Supplied information »
========================================================================

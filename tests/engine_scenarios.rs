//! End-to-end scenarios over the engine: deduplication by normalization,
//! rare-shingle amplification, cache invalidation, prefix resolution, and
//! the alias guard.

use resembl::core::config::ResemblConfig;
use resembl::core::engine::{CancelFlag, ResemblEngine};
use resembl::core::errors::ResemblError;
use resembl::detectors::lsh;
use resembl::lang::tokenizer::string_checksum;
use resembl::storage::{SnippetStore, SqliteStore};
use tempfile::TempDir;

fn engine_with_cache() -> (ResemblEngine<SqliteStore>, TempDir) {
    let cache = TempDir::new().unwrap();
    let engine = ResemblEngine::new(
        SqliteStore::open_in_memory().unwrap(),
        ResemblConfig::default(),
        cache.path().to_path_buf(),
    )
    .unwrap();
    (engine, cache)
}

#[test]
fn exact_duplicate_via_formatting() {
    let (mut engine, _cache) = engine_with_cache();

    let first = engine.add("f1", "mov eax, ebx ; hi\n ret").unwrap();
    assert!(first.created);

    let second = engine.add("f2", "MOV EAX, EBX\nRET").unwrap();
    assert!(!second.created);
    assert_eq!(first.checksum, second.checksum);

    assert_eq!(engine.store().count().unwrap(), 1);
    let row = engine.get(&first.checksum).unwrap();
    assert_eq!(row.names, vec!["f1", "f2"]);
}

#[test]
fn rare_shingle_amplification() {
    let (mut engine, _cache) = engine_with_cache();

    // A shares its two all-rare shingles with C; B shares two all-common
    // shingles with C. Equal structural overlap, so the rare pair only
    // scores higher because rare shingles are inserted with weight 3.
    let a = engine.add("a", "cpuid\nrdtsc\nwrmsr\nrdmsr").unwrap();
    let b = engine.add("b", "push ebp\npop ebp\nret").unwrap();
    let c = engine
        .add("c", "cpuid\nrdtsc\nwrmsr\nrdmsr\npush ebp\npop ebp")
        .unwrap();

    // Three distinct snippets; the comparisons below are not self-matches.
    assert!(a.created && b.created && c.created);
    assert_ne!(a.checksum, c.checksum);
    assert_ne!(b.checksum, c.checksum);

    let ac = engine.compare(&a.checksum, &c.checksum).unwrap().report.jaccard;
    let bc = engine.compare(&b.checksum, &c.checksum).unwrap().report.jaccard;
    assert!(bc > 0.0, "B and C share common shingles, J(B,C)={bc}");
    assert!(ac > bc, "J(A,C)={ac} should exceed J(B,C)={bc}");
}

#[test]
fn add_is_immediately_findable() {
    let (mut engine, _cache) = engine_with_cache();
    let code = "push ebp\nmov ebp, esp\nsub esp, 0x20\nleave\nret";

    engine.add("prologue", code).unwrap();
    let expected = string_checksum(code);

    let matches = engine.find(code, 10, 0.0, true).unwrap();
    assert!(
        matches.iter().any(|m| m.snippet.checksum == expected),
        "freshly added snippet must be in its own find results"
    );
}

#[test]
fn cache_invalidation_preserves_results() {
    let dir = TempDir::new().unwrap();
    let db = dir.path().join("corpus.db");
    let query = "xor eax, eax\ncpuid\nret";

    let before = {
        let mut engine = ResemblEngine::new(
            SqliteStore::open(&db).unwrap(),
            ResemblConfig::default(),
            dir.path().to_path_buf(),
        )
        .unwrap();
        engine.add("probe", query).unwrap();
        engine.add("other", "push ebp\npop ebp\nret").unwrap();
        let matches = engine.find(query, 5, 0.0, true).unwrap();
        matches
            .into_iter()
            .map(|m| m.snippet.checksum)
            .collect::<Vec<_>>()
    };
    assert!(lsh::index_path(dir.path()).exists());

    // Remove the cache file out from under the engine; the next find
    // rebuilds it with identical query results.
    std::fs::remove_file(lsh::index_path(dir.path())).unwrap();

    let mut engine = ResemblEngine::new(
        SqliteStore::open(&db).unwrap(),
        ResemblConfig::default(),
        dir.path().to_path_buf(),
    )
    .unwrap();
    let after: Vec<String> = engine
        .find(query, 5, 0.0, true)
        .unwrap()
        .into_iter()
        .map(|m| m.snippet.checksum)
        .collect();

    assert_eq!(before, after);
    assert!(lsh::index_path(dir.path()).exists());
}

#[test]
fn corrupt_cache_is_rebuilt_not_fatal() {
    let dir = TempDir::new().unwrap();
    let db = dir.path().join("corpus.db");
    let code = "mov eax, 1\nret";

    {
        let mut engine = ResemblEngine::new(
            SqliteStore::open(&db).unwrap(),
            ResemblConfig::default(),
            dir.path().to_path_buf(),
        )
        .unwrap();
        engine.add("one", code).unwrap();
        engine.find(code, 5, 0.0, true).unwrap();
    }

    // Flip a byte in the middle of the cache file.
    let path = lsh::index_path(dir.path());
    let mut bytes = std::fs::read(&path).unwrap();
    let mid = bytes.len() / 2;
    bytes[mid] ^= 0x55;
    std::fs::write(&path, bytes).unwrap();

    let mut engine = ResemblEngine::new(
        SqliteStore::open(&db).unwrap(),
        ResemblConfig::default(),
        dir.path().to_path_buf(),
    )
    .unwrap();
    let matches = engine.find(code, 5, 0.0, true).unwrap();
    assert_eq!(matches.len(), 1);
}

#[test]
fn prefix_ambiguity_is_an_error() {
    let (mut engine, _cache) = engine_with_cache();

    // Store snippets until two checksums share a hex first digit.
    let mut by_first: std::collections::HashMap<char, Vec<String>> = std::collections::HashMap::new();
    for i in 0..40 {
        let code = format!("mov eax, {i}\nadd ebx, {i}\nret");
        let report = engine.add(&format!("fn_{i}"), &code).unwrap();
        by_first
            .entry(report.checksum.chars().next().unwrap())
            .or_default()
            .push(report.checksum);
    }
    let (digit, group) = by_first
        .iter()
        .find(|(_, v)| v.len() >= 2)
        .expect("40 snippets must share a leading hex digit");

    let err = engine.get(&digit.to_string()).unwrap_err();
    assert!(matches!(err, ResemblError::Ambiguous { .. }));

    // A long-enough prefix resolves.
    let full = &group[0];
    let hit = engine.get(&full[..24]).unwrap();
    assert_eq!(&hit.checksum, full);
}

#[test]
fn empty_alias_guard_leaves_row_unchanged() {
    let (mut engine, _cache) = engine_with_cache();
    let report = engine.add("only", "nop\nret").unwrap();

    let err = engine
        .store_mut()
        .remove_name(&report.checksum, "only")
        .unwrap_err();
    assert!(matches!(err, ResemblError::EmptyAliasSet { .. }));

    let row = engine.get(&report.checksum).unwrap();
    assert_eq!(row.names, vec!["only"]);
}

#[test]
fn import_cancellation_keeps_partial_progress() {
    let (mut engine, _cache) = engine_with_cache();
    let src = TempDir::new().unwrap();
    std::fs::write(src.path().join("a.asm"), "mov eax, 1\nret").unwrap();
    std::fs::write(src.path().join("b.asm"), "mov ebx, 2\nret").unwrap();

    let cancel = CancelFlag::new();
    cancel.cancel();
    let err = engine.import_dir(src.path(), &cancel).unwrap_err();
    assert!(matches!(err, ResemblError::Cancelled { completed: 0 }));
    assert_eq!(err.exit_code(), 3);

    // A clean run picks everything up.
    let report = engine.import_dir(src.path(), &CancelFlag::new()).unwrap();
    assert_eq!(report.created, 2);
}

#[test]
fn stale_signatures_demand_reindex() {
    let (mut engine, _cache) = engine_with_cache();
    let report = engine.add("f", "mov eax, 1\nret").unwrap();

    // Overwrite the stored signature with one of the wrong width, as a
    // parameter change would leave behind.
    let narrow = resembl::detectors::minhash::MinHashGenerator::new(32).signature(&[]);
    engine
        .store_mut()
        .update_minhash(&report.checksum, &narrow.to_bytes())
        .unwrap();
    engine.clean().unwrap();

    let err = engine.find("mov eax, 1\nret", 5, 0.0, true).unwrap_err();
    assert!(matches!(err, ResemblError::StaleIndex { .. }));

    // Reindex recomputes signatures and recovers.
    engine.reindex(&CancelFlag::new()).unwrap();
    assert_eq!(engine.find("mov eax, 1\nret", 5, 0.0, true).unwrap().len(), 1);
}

========================================================================

Aim of the exercise » State only the number of lines in these entries that contain "full".

Problem solution » 3